Copy out, from the data below, each line in which the word "claims" occurs.

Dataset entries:
+-------+
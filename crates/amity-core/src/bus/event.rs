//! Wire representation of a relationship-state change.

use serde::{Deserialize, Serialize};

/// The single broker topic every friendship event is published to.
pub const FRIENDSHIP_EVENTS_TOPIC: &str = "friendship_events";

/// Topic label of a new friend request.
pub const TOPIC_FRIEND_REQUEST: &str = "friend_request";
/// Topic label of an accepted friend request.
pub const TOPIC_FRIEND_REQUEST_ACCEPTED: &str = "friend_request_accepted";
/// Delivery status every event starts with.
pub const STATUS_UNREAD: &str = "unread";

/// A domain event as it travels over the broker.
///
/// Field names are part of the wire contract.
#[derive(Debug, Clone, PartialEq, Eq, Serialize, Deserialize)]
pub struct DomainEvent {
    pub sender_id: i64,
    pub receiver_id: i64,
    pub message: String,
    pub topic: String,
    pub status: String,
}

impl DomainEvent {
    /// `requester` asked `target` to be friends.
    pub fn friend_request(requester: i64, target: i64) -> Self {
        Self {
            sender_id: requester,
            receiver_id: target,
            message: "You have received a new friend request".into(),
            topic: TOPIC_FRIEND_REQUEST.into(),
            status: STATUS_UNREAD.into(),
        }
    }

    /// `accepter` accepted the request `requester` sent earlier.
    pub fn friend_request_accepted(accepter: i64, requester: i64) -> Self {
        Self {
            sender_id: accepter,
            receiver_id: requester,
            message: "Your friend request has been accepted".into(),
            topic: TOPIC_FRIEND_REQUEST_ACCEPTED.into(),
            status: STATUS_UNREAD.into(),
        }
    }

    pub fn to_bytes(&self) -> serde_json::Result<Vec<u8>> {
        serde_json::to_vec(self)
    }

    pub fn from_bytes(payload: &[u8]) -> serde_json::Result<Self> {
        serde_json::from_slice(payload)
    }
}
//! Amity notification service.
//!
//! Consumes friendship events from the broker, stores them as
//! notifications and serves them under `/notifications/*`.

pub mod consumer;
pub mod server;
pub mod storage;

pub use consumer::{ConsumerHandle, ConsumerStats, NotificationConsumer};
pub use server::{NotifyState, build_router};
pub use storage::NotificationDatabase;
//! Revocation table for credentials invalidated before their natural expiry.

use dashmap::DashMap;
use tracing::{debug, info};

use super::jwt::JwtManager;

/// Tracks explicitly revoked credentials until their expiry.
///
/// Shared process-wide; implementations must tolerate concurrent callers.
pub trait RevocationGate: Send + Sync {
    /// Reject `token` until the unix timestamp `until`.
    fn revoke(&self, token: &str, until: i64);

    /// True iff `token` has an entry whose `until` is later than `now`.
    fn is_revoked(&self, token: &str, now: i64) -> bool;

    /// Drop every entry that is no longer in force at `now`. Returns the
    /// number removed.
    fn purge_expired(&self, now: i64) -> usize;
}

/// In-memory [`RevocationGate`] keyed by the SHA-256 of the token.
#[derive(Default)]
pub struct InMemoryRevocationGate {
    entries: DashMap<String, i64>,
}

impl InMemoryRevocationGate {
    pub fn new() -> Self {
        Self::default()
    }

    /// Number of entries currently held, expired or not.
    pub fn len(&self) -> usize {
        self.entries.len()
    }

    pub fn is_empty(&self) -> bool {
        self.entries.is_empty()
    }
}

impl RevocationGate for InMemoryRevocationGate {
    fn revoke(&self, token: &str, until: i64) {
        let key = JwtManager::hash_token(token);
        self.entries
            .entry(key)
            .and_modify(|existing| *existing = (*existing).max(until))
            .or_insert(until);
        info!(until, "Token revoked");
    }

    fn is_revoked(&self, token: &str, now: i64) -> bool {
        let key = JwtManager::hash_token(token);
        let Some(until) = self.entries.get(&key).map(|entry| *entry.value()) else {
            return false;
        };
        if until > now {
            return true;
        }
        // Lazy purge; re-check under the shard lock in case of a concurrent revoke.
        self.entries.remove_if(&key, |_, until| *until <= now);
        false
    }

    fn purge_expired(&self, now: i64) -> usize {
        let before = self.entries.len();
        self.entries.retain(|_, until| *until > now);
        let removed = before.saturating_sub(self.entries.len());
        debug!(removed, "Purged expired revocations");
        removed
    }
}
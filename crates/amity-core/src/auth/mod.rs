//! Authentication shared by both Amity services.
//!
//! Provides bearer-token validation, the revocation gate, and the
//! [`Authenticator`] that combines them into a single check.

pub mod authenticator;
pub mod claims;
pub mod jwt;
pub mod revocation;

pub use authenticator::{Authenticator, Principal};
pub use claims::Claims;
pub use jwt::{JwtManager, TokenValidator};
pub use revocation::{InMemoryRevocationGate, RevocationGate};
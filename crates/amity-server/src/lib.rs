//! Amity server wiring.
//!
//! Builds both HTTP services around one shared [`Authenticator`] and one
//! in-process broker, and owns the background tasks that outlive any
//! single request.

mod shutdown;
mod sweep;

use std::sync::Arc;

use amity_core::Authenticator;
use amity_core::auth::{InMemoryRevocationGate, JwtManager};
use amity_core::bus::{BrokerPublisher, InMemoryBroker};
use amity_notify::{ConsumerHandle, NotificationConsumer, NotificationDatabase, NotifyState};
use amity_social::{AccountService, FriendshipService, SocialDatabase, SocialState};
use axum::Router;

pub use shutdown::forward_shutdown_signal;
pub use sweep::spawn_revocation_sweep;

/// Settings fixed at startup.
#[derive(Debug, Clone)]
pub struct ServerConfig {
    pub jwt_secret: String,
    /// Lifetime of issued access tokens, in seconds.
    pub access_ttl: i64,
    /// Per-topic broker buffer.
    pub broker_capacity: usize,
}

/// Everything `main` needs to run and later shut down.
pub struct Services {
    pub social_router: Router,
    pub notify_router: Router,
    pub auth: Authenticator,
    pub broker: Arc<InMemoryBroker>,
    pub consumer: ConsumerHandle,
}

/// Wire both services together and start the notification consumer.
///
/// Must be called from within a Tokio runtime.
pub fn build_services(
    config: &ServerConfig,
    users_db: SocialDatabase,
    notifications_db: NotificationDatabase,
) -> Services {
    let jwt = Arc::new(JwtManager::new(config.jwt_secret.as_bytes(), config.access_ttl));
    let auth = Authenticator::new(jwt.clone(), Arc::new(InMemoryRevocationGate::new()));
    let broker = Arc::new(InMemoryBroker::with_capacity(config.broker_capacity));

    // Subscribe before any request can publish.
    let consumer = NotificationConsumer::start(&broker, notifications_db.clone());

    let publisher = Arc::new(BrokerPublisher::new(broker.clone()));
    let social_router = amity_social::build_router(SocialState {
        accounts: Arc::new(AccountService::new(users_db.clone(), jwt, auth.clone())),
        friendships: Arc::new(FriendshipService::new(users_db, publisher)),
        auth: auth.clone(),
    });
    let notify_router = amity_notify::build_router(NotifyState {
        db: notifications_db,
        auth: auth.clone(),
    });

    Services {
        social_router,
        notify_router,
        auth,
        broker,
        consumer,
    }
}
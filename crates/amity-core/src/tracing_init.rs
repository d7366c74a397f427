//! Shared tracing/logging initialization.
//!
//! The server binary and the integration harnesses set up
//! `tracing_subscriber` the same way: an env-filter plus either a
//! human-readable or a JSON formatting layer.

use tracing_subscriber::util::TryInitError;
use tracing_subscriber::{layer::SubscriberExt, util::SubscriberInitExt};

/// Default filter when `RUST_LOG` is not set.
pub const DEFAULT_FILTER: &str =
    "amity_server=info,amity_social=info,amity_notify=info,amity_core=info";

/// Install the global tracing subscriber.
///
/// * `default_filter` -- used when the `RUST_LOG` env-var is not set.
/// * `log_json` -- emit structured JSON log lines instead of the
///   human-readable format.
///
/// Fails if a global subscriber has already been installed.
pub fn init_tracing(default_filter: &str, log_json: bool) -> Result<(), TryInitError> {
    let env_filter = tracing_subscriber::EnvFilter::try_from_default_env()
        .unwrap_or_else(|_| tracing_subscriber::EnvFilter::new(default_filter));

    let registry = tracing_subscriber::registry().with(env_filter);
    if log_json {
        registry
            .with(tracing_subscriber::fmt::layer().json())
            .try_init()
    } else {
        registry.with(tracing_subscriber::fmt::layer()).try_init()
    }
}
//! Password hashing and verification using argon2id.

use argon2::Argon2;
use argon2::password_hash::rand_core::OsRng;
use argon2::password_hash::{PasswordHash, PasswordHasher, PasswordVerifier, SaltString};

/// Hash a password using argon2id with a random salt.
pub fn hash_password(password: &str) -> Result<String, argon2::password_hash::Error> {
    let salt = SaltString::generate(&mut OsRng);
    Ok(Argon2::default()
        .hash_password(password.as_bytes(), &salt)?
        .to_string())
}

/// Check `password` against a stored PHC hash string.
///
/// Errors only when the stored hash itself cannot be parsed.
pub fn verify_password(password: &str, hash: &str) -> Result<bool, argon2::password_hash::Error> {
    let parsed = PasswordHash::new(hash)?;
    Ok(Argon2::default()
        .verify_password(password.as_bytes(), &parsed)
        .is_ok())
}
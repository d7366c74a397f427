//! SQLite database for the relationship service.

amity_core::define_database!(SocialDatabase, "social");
+-------+
Your response:
pub mod claims;
pub use claims::Claims;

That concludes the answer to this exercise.